Introduced for public use in 1996, CSS1 contained the ability to apply rules by identifying elements (selectors), and most of the properties still in use today. CSS2 added the ability to adapt to different displays and devices, as well as positioning elements by specific values on the page. CSS2.1 followed with the introduction of additional features, but these were not considered substantial enough to warrant a full version number change.
Current State
While commonly referred to as CSS3, the numbering no longer applies to the language as a whole. The developers have decided to break the language into modules, allowing different aspects of the language to be revised and released independently of one another. This allows for stable modules to stay numbered as they are (since they are not actually
changing), while those under more active development can be pushed out as needed. At the moment, most of the “current” modules are at version number 3. Some have not really changed from 2.1, while work on version 4 of selected modules is already underway.
Document Object Model
By Birger Eriksson CC-BY-SA-3.0
Figure 20 Document Object Model
Our ability to manipulate and create web pages consistently across formats comes from the document object model API, typically referred to as DOM. This API defines the order and structure of document files as well as how the file is manipulated to create, edit, or remove contents.
The DOM is built to be language and platform independent so any software or programming language can use it to interface with documents. It defines the interface methods and
object types that represent elements of documents, the semantics and behavior of attributes of those objects, and also defines how they relate to one another. The DOM, effectively, is what gives rise to the tags we are about to study below.
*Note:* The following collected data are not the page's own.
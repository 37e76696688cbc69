//! Matrix initialisation from a seeded random stream.
//!
//! Fills run one rayon task per row. Each task builds its own generator
//! from `(seed, operation, row)`, so the result is the same for any
//! thread count and any schedule.

pub mod stream;

use log::debug;
use rand::Rng;
use rand::distributions::Standard;
use rayon::prelude::*;

use crate::matrix::{DenseMatrix, Layout};
use stream::sub_stream;
pub use stream::{DEFAULT_SEED, RandomStream};

/// Fill every element of `matrix` with an independent draw from `[0, 1)`.
///
/// Consumes one operation slot of `stream` even when the matrix is empty,
/// so later draws don't shift with matrix shape. Values are a function of
/// the logical `(i, j)` pair only; the layout of `matrix` doesn't change
/// what ends up at each position.
pub fn fill<L: Layout>(stream: &mut RandomStream, matrix: &mut DenseMatrix<L>) {
    let op = stream.advance();
    let seed = stream.seed();
    let cols = matrix.cols();

    debug!(
        "fill {} ({}x{}, {}) from stream {}",
        matrix.name(),
        matrix.rows(),
        cols,
        matrix.layout(),
        op
    );

    matrix.par_rows_mut().for_each(|mut row| {
        let mut rng = sub_stream(seed, op, row.index() * cols);
        for j in 0..row.len() {
            *row.get_mut(j) = rng.sample(Standard);
        }
    });
}
//! Benchmark runner: `matprod <M> <N> <K>`.
//!
//! Prints `Time: <ns> ns` for one fenced kernel invocation. With `--sweep`
//! it repeats the run for each thread count and prints GFLOP/s per step.

use std::num::NonZeroUsize;
use std::path::PathBuf;

use anyhow::{Context, Result};
use clap::Parser;
use clap::error::ErrorKind;
use log::debug;
use matprod::harness::{SweepConfig, append_csv, sweep};
use matprod::{BenchConfig, ExecutionConfig, LayoutKind, run};

/// Exit status for usage errors (-1 on the platform's 8-bit status)
const USAGE_EXIT_CODE: i32 = 255;

/// Time one dense matrix product with configurable operand layouts
///
/// Computes C(i,j) *= beta + sum_k alpha * A(i,k) * B(k,j) with
/// A (M×K), B (K×N), C (M×N, row-major).
#[derive(Parser, Debug)]
#[command(name = "matprod")]
#[command(version, about, long_about = None)]
struct Cli {
    /// Rows of A and C
    #[arg(value_name = "M")]
    m: NonZeroUsize,

    /// Columns of B and C
    #[arg(value_name = "N")]
    n: NonZeroUsize,

    /// Columns of A, rows of B
    #[arg(value_name = "K")]
    k: NonZeroUsize,

    /// Layout of A: right (row-major) or left (column-major)
    #[arg(long, default_value = "right")]
    layout_a: LayoutKind,

    /// Layout of B: right (row-major) or left (column-major)
    #[arg(long, default_value = "left")]
    layout_b: LayoutKind,

    /// Worker threads (default: one per core, or RAYON_NUM_THREADS)
    #[arg(short, long)]
    threads: Option<NonZeroUsize>,

    /// Seed for alpha, beta and the matrix contents
    #[arg(long, default_value_t = matprod::init::DEFAULT_SEED)]
    seed: u64,

    /// Run once per thread count and report GFLOP/s
    #[arg(long)]
    sweep: bool,

    /// First thread count of a sweep
    #[arg(long, default_value_t = 1)]
    min_threads: usize,

    /// Last thread count of a sweep (default: available parallelism)
    #[arg(long)]
    max_threads: Option<usize>,

    /// Append results to this CSV file
    #[arg(long, value_name = "PATH")]
    csv: Option<PathBuf>,

    /// Extra positional arguments after K; accepted and ignored
    #[arg(value_name = "ARGS", hide = true)]
    ignored: Vec<String>,
}

fn main() {
    env_logger::Builder::from_env(env_logger::Env::default().default_filter_or("warn")).init();

    let cli = match Cli::try_parse() {
        Ok(cli) => cli,
        Err(err) => match err.kind() {
            ErrorKind::DisplayHelp | ErrorKind::DisplayVersion => err.exit(),
            _ => {
                println!("{}", usage());
                eprintln!("{err}");
                std::process::exit(USAGE_EXIT_CODE);
            }
        },
    };

    if let Err(err) = execute(cli) {
        eprintln!("error: {err:#}");
        std::process::exit(1);
    }
}

fn usage() -> String {
    let program = std::env::args().next().unwrap_or_else(|| "matprod".to_string());
    format!("Usage: {} <M> <N> <K> [OPTIONS]", program)
}

fn execute(cli: Cli) -> Result<()> {
    if !cli.ignored.is_empty() {
        debug!("ignoring extra arguments: {:?}", cli.ignored);
    }

    let config = BenchConfig::new(cli.m.get(), cli.n.get(), cli.k.get())
        .with_layouts(cli.layout_a, cli.layout_b)
        .with_seed(cli.seed);

    if cli.sweep {
        let sweep_config = SweepConfig {
            min_threads: cli.min_threads,
            max_threads: cli.max_threads.or(cli.threads.map(NonZeroUsize::get)),
            csv: cli.csv,
        };
        let mut out = std::io::stdout().lock();
        sweep(&config, &sweep_config, &mut out).context("thread sweep failed")?;
        return Ok(());
    }

    let exec = ExecutionConfig {
        num_threads: cli.threads.map(NonZeroUsize::get),
        ..ExecutionConfig::default()
    };
    let measurement = run(&config, &exec)
        .with_context(|| format!("benchmark M={} N={} K={} failed", config.m, config.n, config.k))?;
    println!("{measurement}");

    if let Some(path) = &cli.csv {
        append_csv(path, &[measurement])
            .with_context(|| format!("failed to write {}", path.display()))?;
    }
    Ok(())
}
Languages that use the DOM, however, are not required to include all of its features and may generate additional features of their own.
Figure 20 depicts an example of a document’s model in a tree format, with nested elements appearing to the right and below their parents. In this example, we are shown an HTML page with a section for the head and the body, which includes a page title and a link as its contents. This structure provides the ability for us to traverse, or move around the document, by referring to an object’s name or attribute.